### Aim of the exercise
From the listing below, copy only the lines running from the line that contains "collection's token metadata." to the line that contains "a poor one.", both included.

Top of Extracted entries

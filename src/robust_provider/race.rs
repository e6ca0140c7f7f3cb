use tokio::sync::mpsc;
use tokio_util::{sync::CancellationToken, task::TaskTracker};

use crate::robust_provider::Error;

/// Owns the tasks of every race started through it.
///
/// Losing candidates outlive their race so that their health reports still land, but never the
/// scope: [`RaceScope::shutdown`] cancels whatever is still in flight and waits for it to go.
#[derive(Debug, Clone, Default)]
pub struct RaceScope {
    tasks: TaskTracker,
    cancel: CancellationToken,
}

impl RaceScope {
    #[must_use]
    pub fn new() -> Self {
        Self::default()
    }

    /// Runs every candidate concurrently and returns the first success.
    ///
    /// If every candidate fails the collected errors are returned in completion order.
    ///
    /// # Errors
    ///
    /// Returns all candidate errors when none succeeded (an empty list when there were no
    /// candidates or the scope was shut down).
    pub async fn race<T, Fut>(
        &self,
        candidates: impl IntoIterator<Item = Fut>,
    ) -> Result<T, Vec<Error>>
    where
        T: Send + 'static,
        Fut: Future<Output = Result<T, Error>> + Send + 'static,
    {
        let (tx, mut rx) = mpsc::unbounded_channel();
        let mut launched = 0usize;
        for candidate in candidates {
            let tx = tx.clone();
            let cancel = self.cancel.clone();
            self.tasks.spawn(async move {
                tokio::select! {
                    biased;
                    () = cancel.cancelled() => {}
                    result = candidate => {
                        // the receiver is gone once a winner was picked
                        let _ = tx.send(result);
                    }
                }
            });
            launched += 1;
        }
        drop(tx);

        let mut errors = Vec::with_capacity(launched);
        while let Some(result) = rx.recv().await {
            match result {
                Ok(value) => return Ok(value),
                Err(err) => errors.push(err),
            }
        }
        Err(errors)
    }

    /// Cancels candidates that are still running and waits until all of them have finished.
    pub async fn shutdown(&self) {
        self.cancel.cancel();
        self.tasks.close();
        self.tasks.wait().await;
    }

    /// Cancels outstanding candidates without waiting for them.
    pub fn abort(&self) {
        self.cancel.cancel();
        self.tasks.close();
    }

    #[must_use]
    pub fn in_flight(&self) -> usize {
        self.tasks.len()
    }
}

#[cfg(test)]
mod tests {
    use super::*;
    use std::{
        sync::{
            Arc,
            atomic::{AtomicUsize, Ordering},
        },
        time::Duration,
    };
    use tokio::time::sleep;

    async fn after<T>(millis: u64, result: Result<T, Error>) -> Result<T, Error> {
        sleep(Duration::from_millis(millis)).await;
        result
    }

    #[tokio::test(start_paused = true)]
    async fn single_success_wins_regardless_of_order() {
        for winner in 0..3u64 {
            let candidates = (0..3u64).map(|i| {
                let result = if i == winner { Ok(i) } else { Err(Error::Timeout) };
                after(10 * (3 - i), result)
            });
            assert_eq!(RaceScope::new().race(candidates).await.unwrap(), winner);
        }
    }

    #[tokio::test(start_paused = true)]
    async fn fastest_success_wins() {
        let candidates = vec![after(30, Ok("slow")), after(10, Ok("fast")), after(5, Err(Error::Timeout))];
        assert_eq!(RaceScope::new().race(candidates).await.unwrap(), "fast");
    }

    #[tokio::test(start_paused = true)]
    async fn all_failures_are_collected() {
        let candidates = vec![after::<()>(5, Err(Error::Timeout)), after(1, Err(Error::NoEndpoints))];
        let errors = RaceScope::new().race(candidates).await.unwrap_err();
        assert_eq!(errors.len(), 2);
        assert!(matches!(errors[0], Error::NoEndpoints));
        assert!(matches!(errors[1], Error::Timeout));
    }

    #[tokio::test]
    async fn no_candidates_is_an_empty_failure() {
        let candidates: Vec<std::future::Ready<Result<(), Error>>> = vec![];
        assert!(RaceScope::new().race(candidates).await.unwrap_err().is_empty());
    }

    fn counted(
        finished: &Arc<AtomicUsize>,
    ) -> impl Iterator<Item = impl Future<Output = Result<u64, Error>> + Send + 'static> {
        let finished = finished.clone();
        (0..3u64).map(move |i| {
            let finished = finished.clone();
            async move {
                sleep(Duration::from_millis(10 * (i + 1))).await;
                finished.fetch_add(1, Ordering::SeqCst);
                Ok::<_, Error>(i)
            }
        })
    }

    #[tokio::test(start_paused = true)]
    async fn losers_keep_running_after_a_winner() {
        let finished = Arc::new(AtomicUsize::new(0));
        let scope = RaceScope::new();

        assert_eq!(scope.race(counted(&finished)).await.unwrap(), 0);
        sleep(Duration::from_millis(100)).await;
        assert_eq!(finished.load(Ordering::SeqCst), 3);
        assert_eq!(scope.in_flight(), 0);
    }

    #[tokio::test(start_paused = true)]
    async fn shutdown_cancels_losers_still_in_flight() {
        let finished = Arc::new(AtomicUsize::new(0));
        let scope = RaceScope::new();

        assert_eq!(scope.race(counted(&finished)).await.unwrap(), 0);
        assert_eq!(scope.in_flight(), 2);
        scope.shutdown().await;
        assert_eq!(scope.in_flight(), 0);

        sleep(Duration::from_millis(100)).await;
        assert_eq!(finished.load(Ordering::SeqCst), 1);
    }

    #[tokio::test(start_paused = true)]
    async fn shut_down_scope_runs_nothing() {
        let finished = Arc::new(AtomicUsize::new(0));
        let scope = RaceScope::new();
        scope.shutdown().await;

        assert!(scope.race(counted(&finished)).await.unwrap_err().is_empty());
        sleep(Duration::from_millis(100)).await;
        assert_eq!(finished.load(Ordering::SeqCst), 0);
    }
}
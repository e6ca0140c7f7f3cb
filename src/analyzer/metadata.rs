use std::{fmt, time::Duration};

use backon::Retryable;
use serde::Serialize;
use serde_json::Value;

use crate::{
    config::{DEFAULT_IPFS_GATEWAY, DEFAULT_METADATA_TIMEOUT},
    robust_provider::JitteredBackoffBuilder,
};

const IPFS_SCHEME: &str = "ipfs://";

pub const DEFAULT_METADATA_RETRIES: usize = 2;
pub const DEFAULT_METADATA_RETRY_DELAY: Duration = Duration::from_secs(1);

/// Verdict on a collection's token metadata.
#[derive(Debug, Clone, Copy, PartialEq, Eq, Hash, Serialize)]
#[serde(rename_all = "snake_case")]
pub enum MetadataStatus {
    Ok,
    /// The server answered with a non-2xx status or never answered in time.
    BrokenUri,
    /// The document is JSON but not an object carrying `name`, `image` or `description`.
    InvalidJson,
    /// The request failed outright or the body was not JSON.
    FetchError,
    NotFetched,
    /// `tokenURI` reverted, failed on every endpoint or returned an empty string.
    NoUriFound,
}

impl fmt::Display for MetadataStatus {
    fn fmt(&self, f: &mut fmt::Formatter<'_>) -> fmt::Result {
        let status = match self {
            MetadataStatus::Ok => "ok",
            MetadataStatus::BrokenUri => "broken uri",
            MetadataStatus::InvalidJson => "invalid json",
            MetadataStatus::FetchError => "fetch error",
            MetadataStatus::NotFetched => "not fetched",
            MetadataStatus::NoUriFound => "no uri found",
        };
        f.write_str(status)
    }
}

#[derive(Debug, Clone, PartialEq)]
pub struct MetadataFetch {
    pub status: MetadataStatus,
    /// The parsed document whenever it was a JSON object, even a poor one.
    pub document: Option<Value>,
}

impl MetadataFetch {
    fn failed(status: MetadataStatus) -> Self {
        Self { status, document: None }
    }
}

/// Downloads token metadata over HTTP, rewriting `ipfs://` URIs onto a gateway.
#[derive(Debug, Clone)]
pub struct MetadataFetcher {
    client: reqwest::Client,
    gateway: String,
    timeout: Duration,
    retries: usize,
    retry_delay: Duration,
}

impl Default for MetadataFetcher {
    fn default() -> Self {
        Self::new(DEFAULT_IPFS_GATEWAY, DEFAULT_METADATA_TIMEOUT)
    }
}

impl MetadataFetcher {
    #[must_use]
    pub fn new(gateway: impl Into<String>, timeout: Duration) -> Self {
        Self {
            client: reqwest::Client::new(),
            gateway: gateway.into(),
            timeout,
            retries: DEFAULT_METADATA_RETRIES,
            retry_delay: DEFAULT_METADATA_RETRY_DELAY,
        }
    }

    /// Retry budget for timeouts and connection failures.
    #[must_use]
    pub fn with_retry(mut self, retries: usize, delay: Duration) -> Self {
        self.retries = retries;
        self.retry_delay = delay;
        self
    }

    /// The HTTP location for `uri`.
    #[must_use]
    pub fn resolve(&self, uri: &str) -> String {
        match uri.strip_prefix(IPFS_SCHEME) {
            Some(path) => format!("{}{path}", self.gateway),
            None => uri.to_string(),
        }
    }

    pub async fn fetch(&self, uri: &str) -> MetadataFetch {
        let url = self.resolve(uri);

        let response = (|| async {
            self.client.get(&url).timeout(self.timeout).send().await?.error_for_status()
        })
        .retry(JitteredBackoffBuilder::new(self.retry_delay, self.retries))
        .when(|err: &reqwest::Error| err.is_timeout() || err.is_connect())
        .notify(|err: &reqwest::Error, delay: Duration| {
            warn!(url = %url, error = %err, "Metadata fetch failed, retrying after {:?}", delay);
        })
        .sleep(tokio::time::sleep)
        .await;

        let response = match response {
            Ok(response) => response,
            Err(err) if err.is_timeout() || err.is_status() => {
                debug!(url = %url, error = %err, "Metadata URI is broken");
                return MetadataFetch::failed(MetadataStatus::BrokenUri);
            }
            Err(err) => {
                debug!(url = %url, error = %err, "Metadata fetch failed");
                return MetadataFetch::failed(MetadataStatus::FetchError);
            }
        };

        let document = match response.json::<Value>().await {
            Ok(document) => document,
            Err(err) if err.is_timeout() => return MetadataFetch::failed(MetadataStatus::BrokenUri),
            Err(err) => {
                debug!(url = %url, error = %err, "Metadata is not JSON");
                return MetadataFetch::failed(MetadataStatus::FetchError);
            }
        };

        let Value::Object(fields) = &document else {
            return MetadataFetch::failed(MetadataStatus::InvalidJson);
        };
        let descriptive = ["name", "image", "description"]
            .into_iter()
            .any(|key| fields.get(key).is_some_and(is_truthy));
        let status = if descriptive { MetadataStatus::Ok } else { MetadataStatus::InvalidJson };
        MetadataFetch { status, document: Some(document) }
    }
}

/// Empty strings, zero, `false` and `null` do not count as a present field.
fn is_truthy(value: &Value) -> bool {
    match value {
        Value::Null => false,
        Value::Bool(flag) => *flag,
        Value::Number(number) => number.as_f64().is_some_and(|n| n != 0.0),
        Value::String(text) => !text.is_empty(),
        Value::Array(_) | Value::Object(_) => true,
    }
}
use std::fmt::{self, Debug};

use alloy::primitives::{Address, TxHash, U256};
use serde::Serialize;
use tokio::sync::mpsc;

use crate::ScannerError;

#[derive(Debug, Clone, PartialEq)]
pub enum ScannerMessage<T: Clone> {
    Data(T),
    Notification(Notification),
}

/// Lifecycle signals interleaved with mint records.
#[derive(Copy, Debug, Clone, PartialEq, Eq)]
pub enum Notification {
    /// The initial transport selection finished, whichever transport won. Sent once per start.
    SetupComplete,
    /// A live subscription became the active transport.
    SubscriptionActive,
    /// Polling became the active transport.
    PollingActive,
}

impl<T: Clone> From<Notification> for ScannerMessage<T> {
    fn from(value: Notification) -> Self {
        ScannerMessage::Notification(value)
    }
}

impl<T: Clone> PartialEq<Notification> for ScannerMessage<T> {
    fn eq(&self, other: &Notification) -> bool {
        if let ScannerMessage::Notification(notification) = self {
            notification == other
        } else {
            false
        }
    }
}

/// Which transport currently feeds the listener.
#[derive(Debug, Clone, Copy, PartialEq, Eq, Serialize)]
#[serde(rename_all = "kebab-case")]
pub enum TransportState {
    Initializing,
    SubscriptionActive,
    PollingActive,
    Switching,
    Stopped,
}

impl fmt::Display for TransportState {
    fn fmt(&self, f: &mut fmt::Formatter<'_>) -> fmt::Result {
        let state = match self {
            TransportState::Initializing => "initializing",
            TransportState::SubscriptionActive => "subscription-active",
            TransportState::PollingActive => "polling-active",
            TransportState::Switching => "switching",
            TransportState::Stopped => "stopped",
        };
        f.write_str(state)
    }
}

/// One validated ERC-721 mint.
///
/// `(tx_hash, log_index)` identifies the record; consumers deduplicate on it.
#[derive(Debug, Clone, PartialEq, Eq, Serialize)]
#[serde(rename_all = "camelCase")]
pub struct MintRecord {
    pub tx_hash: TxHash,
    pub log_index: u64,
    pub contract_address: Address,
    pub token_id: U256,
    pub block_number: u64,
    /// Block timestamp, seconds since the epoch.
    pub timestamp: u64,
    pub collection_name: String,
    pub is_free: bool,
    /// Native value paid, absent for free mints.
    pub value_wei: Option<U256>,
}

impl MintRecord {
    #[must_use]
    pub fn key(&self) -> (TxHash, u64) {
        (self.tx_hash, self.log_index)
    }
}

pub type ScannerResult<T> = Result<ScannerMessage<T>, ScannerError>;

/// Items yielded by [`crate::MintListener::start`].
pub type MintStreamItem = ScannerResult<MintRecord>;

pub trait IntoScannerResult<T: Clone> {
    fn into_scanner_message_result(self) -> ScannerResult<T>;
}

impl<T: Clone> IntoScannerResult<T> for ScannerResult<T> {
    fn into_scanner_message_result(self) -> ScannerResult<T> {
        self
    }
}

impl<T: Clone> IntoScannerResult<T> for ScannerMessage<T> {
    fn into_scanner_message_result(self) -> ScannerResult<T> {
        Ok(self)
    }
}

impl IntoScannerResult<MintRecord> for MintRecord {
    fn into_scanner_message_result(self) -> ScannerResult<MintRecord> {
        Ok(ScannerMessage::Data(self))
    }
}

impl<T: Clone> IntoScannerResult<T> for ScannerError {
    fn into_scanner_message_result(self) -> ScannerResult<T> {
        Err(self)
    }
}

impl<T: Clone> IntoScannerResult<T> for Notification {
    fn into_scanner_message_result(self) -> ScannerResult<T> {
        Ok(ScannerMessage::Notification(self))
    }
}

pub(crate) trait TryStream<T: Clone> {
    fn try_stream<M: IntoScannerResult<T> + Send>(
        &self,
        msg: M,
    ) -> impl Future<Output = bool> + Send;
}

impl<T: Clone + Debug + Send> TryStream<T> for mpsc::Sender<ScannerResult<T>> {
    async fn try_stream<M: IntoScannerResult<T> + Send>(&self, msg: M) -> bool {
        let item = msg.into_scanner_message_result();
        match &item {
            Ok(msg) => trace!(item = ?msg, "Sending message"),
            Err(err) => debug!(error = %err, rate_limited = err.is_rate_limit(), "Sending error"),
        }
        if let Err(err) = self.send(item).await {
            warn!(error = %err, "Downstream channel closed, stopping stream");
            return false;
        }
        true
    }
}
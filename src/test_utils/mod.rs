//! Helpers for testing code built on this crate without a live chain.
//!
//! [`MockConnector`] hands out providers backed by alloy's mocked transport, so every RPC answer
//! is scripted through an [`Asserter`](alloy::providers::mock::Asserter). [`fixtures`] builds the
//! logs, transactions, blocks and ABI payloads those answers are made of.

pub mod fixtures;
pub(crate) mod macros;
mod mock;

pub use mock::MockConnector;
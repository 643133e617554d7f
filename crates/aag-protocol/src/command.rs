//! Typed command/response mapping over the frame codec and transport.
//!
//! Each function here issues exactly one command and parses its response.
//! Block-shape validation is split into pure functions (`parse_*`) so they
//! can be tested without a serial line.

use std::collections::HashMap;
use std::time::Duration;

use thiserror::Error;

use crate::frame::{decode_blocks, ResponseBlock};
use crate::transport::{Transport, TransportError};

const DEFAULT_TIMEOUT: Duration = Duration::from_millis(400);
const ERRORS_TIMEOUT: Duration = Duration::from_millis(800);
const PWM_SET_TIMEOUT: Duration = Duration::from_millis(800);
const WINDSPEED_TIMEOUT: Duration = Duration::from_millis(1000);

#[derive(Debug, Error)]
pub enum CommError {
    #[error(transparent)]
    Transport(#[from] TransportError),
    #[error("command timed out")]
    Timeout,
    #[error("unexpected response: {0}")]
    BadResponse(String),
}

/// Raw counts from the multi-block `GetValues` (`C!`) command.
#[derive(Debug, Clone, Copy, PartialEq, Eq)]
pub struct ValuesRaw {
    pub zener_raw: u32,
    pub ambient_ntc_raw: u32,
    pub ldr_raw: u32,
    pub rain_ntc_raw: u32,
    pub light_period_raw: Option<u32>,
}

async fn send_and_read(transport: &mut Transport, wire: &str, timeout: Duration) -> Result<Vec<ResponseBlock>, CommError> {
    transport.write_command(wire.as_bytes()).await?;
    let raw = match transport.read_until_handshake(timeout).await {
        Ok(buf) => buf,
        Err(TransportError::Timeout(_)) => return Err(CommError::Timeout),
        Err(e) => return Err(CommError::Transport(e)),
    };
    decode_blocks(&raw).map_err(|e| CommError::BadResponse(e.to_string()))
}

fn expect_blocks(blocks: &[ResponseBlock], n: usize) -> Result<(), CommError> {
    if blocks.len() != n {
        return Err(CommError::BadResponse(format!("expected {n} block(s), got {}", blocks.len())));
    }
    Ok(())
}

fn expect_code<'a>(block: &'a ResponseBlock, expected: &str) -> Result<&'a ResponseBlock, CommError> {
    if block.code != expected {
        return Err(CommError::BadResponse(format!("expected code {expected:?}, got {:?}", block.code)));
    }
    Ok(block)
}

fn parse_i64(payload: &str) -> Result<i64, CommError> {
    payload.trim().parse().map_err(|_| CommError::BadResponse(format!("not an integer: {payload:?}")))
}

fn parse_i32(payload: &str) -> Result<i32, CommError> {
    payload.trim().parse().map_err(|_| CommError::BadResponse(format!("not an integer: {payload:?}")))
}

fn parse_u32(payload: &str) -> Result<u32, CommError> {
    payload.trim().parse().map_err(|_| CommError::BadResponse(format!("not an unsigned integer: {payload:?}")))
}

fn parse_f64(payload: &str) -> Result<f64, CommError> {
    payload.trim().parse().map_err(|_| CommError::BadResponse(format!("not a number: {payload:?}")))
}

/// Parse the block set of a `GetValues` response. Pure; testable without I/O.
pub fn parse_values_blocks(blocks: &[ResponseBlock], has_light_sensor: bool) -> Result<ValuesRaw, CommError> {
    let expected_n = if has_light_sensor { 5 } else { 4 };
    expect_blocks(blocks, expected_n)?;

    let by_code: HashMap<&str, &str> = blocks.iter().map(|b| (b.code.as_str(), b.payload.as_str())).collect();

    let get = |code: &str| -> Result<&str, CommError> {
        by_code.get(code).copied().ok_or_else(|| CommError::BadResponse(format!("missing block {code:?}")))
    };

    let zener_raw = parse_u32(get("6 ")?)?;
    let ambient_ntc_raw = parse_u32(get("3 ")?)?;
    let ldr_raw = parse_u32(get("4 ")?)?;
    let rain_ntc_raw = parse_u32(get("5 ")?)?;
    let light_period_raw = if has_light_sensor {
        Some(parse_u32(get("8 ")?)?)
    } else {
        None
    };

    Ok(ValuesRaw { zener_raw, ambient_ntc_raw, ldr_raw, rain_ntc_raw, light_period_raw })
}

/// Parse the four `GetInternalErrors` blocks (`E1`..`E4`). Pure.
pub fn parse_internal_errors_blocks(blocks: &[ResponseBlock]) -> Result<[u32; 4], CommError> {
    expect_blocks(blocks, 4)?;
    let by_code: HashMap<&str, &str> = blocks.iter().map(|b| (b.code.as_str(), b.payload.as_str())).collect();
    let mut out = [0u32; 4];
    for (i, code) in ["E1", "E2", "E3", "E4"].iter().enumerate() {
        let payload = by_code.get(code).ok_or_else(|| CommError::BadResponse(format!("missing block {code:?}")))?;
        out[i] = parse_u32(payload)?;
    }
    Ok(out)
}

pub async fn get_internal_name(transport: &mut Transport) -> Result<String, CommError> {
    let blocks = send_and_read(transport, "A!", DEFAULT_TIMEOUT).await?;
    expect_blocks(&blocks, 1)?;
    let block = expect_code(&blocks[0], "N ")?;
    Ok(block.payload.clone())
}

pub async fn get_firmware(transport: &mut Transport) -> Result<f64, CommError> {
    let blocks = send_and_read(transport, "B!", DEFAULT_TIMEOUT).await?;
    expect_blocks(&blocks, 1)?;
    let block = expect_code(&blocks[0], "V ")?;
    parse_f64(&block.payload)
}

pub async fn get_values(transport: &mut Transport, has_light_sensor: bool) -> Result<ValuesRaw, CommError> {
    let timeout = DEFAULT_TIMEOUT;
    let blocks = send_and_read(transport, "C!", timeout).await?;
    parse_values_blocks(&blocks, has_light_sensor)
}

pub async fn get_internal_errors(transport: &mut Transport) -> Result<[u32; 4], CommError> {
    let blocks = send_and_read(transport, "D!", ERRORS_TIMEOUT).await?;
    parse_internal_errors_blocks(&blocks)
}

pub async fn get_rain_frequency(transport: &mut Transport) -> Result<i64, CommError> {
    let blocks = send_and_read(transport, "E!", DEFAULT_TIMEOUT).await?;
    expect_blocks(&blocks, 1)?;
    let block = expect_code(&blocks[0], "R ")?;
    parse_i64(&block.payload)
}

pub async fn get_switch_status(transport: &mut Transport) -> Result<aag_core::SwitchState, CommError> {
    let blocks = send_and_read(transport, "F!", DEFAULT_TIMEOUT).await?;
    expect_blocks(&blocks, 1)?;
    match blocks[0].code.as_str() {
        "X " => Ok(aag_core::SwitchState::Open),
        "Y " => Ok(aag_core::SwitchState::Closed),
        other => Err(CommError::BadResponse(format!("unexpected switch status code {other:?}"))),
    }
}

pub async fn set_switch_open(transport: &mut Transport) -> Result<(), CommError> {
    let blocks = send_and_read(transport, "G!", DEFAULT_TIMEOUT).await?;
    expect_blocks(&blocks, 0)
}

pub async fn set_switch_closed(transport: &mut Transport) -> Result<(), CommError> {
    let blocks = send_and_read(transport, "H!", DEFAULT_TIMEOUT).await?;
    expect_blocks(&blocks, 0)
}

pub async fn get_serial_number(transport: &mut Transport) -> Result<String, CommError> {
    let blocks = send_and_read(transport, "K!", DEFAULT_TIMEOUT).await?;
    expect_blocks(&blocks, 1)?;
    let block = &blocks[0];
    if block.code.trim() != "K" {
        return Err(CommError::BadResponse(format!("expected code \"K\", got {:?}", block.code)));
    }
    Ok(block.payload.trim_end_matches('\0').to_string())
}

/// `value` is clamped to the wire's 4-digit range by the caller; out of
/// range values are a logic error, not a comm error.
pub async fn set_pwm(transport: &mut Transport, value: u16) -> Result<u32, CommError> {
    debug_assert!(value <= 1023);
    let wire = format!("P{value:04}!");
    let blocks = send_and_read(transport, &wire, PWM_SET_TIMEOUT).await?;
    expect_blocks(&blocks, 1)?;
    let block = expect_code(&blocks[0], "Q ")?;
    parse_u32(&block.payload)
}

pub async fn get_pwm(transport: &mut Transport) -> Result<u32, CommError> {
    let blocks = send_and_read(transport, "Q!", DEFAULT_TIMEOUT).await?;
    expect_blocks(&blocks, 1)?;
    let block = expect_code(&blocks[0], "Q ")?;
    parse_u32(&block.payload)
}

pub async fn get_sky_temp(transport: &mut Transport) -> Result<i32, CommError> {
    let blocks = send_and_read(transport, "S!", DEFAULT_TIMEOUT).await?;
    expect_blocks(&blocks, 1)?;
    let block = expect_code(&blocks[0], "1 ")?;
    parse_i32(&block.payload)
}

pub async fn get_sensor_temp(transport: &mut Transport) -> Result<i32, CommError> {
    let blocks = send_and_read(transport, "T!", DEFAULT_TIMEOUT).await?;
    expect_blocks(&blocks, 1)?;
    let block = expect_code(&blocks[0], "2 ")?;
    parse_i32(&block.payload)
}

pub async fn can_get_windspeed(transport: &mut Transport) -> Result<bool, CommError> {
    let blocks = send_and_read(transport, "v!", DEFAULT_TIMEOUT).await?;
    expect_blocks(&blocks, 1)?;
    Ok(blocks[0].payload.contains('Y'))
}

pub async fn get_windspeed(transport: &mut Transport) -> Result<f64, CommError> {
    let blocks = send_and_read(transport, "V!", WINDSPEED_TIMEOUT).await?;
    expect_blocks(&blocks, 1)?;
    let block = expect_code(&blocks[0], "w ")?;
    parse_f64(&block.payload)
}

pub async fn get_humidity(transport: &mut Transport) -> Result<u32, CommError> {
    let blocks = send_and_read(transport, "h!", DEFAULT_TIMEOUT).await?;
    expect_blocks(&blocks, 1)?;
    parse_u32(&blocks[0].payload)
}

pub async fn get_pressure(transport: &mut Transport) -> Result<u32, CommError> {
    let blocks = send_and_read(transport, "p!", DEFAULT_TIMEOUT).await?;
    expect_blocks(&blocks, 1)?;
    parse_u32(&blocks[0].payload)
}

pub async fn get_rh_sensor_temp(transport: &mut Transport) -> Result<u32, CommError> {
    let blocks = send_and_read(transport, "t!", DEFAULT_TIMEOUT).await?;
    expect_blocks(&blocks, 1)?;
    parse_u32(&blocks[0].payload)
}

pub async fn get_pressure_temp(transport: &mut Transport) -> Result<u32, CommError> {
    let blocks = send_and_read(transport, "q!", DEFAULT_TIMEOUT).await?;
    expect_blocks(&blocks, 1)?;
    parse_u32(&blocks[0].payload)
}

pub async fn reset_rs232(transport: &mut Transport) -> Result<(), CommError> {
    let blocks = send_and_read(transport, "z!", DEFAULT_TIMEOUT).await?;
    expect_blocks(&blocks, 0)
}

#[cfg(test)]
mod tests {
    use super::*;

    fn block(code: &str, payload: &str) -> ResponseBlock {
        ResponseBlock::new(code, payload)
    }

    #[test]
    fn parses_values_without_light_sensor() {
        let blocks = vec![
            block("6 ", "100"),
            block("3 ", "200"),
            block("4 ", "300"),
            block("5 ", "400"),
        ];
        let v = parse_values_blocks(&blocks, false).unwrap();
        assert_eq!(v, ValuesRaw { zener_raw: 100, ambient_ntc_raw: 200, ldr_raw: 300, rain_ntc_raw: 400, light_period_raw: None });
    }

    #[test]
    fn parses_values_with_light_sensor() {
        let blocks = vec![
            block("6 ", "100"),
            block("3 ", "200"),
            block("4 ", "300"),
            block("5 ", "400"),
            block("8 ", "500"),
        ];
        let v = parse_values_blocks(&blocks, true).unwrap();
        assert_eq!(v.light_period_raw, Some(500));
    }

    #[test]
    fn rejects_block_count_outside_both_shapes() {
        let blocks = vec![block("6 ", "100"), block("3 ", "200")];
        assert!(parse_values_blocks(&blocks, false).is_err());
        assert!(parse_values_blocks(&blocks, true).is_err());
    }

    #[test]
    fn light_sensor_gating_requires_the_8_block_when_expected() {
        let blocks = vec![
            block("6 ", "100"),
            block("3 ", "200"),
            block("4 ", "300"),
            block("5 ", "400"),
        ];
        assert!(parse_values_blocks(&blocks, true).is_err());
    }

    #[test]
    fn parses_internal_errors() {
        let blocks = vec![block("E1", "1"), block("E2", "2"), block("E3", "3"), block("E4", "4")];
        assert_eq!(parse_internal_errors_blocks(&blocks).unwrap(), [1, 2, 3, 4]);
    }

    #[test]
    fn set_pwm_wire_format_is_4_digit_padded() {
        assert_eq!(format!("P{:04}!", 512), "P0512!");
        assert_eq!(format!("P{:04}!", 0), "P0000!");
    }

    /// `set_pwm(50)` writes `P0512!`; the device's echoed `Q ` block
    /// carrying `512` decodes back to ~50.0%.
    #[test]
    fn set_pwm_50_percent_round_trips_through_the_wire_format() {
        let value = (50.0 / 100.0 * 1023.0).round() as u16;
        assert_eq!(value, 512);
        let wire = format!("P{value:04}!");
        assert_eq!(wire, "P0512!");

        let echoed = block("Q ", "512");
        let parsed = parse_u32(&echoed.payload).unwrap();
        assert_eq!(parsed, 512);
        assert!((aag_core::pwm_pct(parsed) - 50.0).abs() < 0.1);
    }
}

Bottom of Extracted entries

### Your response
/// Verdict on a collection's token metadata.
#[derive(Debug, Clone, Copy, PartialEq, Eq, Hash, Serialize)]
#[serde(rename_all = "snake_case")]
pub enum MetadataStatus {
    Ok,
    /// The server answered with a non-2xx status or never answered in time.
    BrokenUri,
    /// The document is JSON but not an object carrying `name`, `image` or `description`.
    InvalidJson,
    /// The request failed outright or the body was not JSON.
    FetchError,
    NotFetched,
    /// `tokenURI` reverted, failed on every endpoint or returned an empty string.
    NoUriFound,
}

impl fmt::Display for MetadataStatus {
    fn fmt(&self, f: &mut fmt::Formatter<'_>) -> fmt::Result {
        let status = match self {
            MetadataStatus::Ok => "ok",
            MetadataStatus::BrokenUri => "broken uri",
            MetadataStatus::InvalidJson => "invalid json",
            MetadataStatus::FetchError => "fetch error",
            MetadataStatus::NotFetched => "not fetched",
            MetadataStatus::NoUriFound => "no uri found",
        };
        f.write_str(status)
    }
}

#[derive(Debug, Clone, PartialEq)]
pub struct MetadataFetch {
    pub status: MetadataStatus,
    /// The parsed document whenever it was a JSON object, even a poor one.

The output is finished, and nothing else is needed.